La BoJ accentue la baisse des taux en Europe
Le lancement par la Banque centrale du Japon (BoJ) d’une politique très agressive profite aux Etats de la zone euro. La baisse anticipée des rendements japonais et celle du yen face aux autres devises mondiales se répercutent sur les taux souverains, notamment ceux de la France. Ces niveaux très bas de rendements pourraient durer alors que les incertitudes sur la zone euro soutiennent les valeurs refuges et que la Banque centrale européenne pourrait baisser son taux de refinancement prochainement.
Hier soir, les taux souverains allemands à 10 ans s’élevaient à seulement à 1,22%. Il faut remonter au 20 juillet 2012 pour retrouver des rendements si faibles (1,16%). Les taux français ont touché de leur côté un point historiquement bas à 1,7% (-28 pb sur une semaine) et l’écart de taux avec l’Allemagne s’est resserré à 51 pb contre 75 pb au tout début du mois d’avril. Même les dettes de l’Italie et de l’Espagne se sont détendues de -42 et -32 pb en une semaine.

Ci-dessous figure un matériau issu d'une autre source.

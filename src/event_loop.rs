//! Async event loop for concurrent handling of terminal input and rendering.
//!
//! The sampler runs as an independently spawned task; this loop only handles
//! what must happen on the main task: input events, the render tick, and the
//! status line.

use std::time::Duration;

use crossterm::event::EventStream;
use futures::StreamExt;

use crate::camera::{CameraSource, SessionState};
use crate::engine::ParticleEngine;
use crate::gesture::GestureState;
use crate::input::{map_event, InputAction, PointerCell};
use crate::render::{Surface, TerminalSurface};

/// Render interval (~30 FPS).
const RENDER_INTERVAL: Duration = Duration::from_millis(33);

/// Main loop: terminal events and the render tick, via tokio::select!.
///
/// Exits on a quit key. Every other input either adjusts a shared cell
/// (pointer, override) or pokes the camera; the render arm reads those cells
/// and repaints. `release_events` reflects whether the terminal reports key
/// releases; it selects between hold and toggle override semantics.
pub async fn run(
    engine: &mut ParticleEngine,
    surface: &mut TerminalSurface,
    gesture: GestureState,
    pointer: PointerCell,
    camera: &mut CameraSource,
    release_events: bool,
) -> Result<(), Box<dyn std::error::Error + Send + Sync>> {
    let mut event_stream = EventStream::new();

    let mut render_interval = tokio::time::interval(RENDER_INTERVAL);
    render_interval.set_missed_tick_behavior(tokio::time::MissedTickBehavior::Skip);

    engine.resize(surface.width(), surface.height());

    loop {
        tokio::select! {
            maybe_event = event_stream.next() => {
                match maybe_event {
                    Some(Ok(event)) => {
                        match map_event(&event, release_events) {
                            InputAction::Quit => break,
                            action @ (InputAction::OverrideDown
                            | InputAction::OverrideUp
                            | InputAction::OverrideToggle) => {
                                apply_override(action, &gesture)
                            }
                            InputAction::RetryCamera => camera.retry(),
                            InputAction::PointerMoved(col, row) => {
                                // One cell is two pixels tall.
                                pointer.set(col as f32, row as f32 * 2.0);
                            }
                            InputAction::None => {}
                        }
                        if let crossterm::event::Event::Resize(cols, rows) = event {
                            surface.resize(cols, rows);
                            engine.resize(surface.width(), surface.height());
                        }
                    }
                    Some(Err(e)) => {
                        return Err(Box::new(e));
                    }
                    None => {
                        // Event stream ended - shouldn't happen normally
                        break;
                    }
                }
            }

            _ = render_interval.tick() => {
                let label = gesture.authoritative();
                engine.step(label, pointer.get());
                surface.clear();
                engine.render(surface);
                surface.set_status(status_line(
                    &camera.state(),
                    &label.to_string(),
                    engine.particle_count(),
                ));
                surface.present()?;
            }
        }
    }

    Ok(())
}

/// Apply an override action to the shared gesture cells.
fn apply_override(action: InputAction, gesture: &GestureState) {
    match action {
        InputAction::OverrideDown => gesture.set_override(true),
        InputAction::OverrideUp => gesture.set_override(false),
        InputAction::OverrideToggle => gesture.set_override(!gesture.override_held()),
        _ => {}
    }
}

fn status_line(camera: &SessionState, gesture: &str, particles: usize) -> String {
    let camera_text = match camera {
        SessionState::Uninitialized => "camera off".to_string(),
        SessionState::Acquiring => "acquiring camera...".to_string(),
        SessionState::Ready => "camera ready".to_string(),
        SessionState::Error(err) => format!("{} Press r to retry.", err.user_message()),
    };
    format!(
        " {} | gesture: {} | particles: {} | hold space: fist | q: quit",
        camera_text, gesture, particles
    )
}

L’annonce de la BoJ a contribué à ce mouvement. Son programme de rachats de titres bien plus important que prévu, à 7.000 milliards de yens en rythme mensuel contre 3.400 milliards de yens en moyenne au cours des trois premiers mois de l’année. La perspective de baisse des rendements des actifs japonais et celle d’un affaiblissement du yen devrait encourager les investisseurs domestiques à se tourner vers les titres en euro. Depuis l’annonce de la BoJ, l’euro s’est apprécié de 7,6% face au yen à 128,66. «Il ne semble pas qu’il y ait aujourd’hui encore de mouvements massifs des investisseurs japonais vers des actifs en euros mais il y a probablement des hedge funds et des fonds de performance absolue américains et européens qui en anticipation de ces mouvement ont commencé à investir dans des titres d’Etat euro», avance Iain Bremner, directeur de la gestion taux, euro et crédit à La Banque Postale Asset Management.

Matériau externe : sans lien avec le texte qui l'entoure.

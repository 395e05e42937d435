//! Camera session lifecycle and the capture thread.
//!
//! `CameraSource` walks an ordered list of acquisition strategies until one
//! produces a live stream, then keeps the most recent frame in a shared
//! buffer. The stream itself lives on a dedicated thread because camera
//! handles are not `Send`; everything else observes the session through
//! `SessionState` and the frame buffer.

use std::sync::atomic::{AtomicBool, Ordering};
use std::sync::{Arc, Mutex};
use std::thread::JoinHandle;
use std::time::Duration;

use log::{debug, info, warn};

use super::backend::{StreamBackend, StreamRequest, VideoStream};
use super::types::{CameraError, CameraSettings, Frame, Resolution, SessionState};

/// Read-only view of the camera session for the sampler.
#[derive(Clone)]
pub struct CameraHandle {
    state: Arc<Mutex<SessionState>>,
    frame: Arc<Mutex<Option<Frame>>>,
}

impl CameraHandle {
    pub fn state(&self) -> SessionState {
        match self.state.lock() {
            Ok(guard) => guard.clone(),
            Err(_) => SessionState::Uninitialized,
        }
    }

    pub fn is_ready(&self) -> bool {
        self.state().is_ready()
    }

    /// Clone of the most recent frame, if the stream has produced one.
    pub fn latest_frame(&self) -> Option<Frame> {
        self.frame.lock().ok().and_then(|guard| guard.clone())
    }
}

/// Owns the capture thread and the session state machine.
pub struct CameraSource {
    backend: Arc<dyn StreamBackend>,
    settings: CameraSettings,
    state: Arc<Mutex<SessionState>>,
    frame: Arc<Mutex<Option<Frame>>>,
    stop: Arc<AtomicBool>,
    thread: Option<JoinHandle<()>>,
}

impl CameraSource {
    pub fn new(backend: Arc<dyn StreamBackend>, settings: CameraSettings) -> Self {
        Self {
            backend,
            settings,
            state: Arc::new(Mutex::new(SessionState::Uninitialized)),
            frame: Arc::new(Mutex::new(None)),
            stop: Arc::new(AtomicBool::new(false)),
            thread: None,
        }
    }

    /// Begin acquisition. Tears down any live stream first, so this doubles
    /// as the retry path. Returns immediately; progress is visible through
    /// `state()`.
    pub fn start(&mut self) {
        self.stop();

        set_state(&self.state, SessionState::Acquiring);
        self.stop.store(false, Ordering::SeqCst);

        let backend = Arc::clone(&self.backend);
        let settings = self.settings.clone();
        let state = Arc::clone(&self.state);
        let frame = Arc::clone(&self.frame);
        let stop = Arc::clone(&self.stop);

        self.thread = Some(std::thread::spawn(move || {
            run_capture(backend, settings, state, frame, stop);
        }));
    }

    /// Retry acquisition from `Ready` or `Error`.
    pub fn retry(&mut self) {
        info!("retrying camera acquisition");
        self.start();
    }

    /// Stop the capture thread, clear the frame buffer, and reset state so
    /// nothing downstream can observe a stale frame.
    pub fn stop(&mut self) {
        self.stop.store(true, Ordering::SeqCst);
        if let Some(handle) = self.thread.take() {
            let _ = handle.join();
        }
        if let Ok(mut guard) = self.frame.lock() {
            *guard = None;
        }
        set_state(&self.state, SessionState::Uninitialized);
    }

    pub fn state(&self) -> SessionState {
        match self.state.lock() {
            Ok(guard) => guard.clone(),
            Err(_) => SessionState::Uninitialized,
        }
    }

    /// Lightweight handle for the sampler task.
    pub fn handle(&self) -> CameraHandle {
        CameraHandle {
            state: Arc::clone(&self.state),
            frame: Arc::clone(&self.frame),
        }
    }
}

impl Drop for CameraSource {
    fn drop(&mut self) {
        self.stop();
    }
}

fn set_state(state: &Mutex<SessionState>, next: SessionState) {
    if let Ok(mut guard) = state.lock() {
        *guard = next;
    }
}

/// Walk the acquisition strategies in order: a low-bandwidth request, an
/// unconstrained request, then the first enumerated device by identity.
/// Enumeration only happens once both generic requests have failed, so a
/// healthy first strategy never touches the device list. First bound stream
/// wins; on total failure the last error message is returned.
fn acquire_stream(
    backend: &dyn StreamBackend,
    settings: &CameraSettings,
    stop: &AtomicBool,
) -> Result<Option<Box<dyn VideoStream>>, String> {
    let generic = [
        StreamRequest::LowBandwidth {
            resolution: Resolution::LOW,
            fps: settings.fps,
        },
        StreamRequest::Unconstrained,
    ];
    let mut last_err = String::from("no camera found");

    for request in &generic {
        if stop.load(Ordering::SeqCst) {
            return Ok(None);
        }
        match backend.open(request, settings) {
            Ok(s) => {
                let res = s.resolution();
                info!(
                    "camera stream bound via {:?} at {}x{}",
                    request, res.width, res.height
                );
                return Ok(Some(s));
            }
            Err(e) => {
                warn!("camera strategy {:?} failed: {}", request, e);
                last_err = e;
            }
        }
    }

    // Both generic requests failed; fall back to an explicit device.
    let device = match backend.list_devices() {
        Ok(devices) => devices.first().map(|d| d.index),
        Err(e) => {
            debug!("device enumeration failed: {}", e);
            None
        }
    };
    if let Some(index) = device {
        if stop.load(Ordering::SeqCst) {
            return Ok(None);
        }
        let request = StreamRequest::Device(index);
        match backend.open(&request, settings) {
            Ok(s) => {
                let res = s.resolution();
                info!(
                    "camera stream bound via {:?} at {}x{}",
                    request, res.width, res.height
                );
                return Ok(Some(s));
            }
            Err(e) => {
                warn!("camera strategy {:?} failed: {}", request, e);
                last_err = e;
            }
        }
    }

    Err(last_err)
}

fn run_capture(
    backend: Arc<dyn StreamBackend>,
    settings: CameraSettings,
    state: Arc<Mutex<SessionState>>,
    frame: Arc<Mutex<Option<Frame>>>,
    stop: Arc<AtomicBool>,
) {
    let mut stream = match acquire_stream(backend.as_ref(), &settings, &stop) {
        Ok(Some(s)) => s,
        // Stopped mid-acquisition; nothing to report.
        Ok(None) => return,
        Err(last_err) => {
            let err = CameraError::classify(&last_err);
            warn!("all camera strategies failed: {}", err);
            set_state(&state, SessionState::Error(err));
            return;
        }
    };

    set_state(&state, SessionState::Ready);

    while !stop.load(Ordering::SeqCst) {
        match stream.frame() {
            Ok(f) => {
                if let Ok(mut guard) = frame.lock() {
                    *guard = Some(f);
                }
            }
            Err(e) => {
                // A dropped frame is not fatal; back off briefly and retry.
                debug!("frame pull failed: {}", e);
                std::thread::sleep(Duration::from_millis(50));
            }
        }
    }
}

Pour plusieurs spécialistes, la politique de la BoJ ne peut cependant pas tout expliquer: la baisse des rendements européens était amorcée avant ces annonces surprises : «Il y a peut-être un certain nombre de fonds et d’investisseurs institutionnels qui étaient plutôt sous-investis vu les niveaux de taux absolus et des inquiétudes sur certains pays et qui ont dû couvrir leur exposition short qui étaient devenues trop perdantes», avance Iain Bremner.
Selon René Defossez, stratégiste chez Natixis, le rôle de la BoJ est assez négligeable : «le Bund continue de jouer à plein son rôle de valeur refuge car vous avez toujours une situation extrêmement compliquée pour la zone euro». Cette situation profite aux titres français qui, bien que moins bien notés (AA+), sont considérés comme sûrs, offrent une bonne liquidité et surtout des rendements supérieurs. Elle bénéficie aussi aux titres de pays assez bien notés comme la Belgique (AA) et l’Autriche (AA+): leurs taux se sont resserrés de respectivement 27 et 19 pb sur une semaine.
«On sent que le taux du Bund sature un peu. Globalement, les taux des pays comme la France, la Belgique, l’Autriche, voire l’Italie ou l’Espagne devraient continuer à baisser, même s’il pourrait y avoir quelques respirations dans le rally», explique Eric Bertrand, directeur des gestions taux et crédit chez CPR AM. «La situation aujourd’hui est toujours celle d’une surabondance de liquidité qui a du mal à se placer», fait valoir Iain Bremner.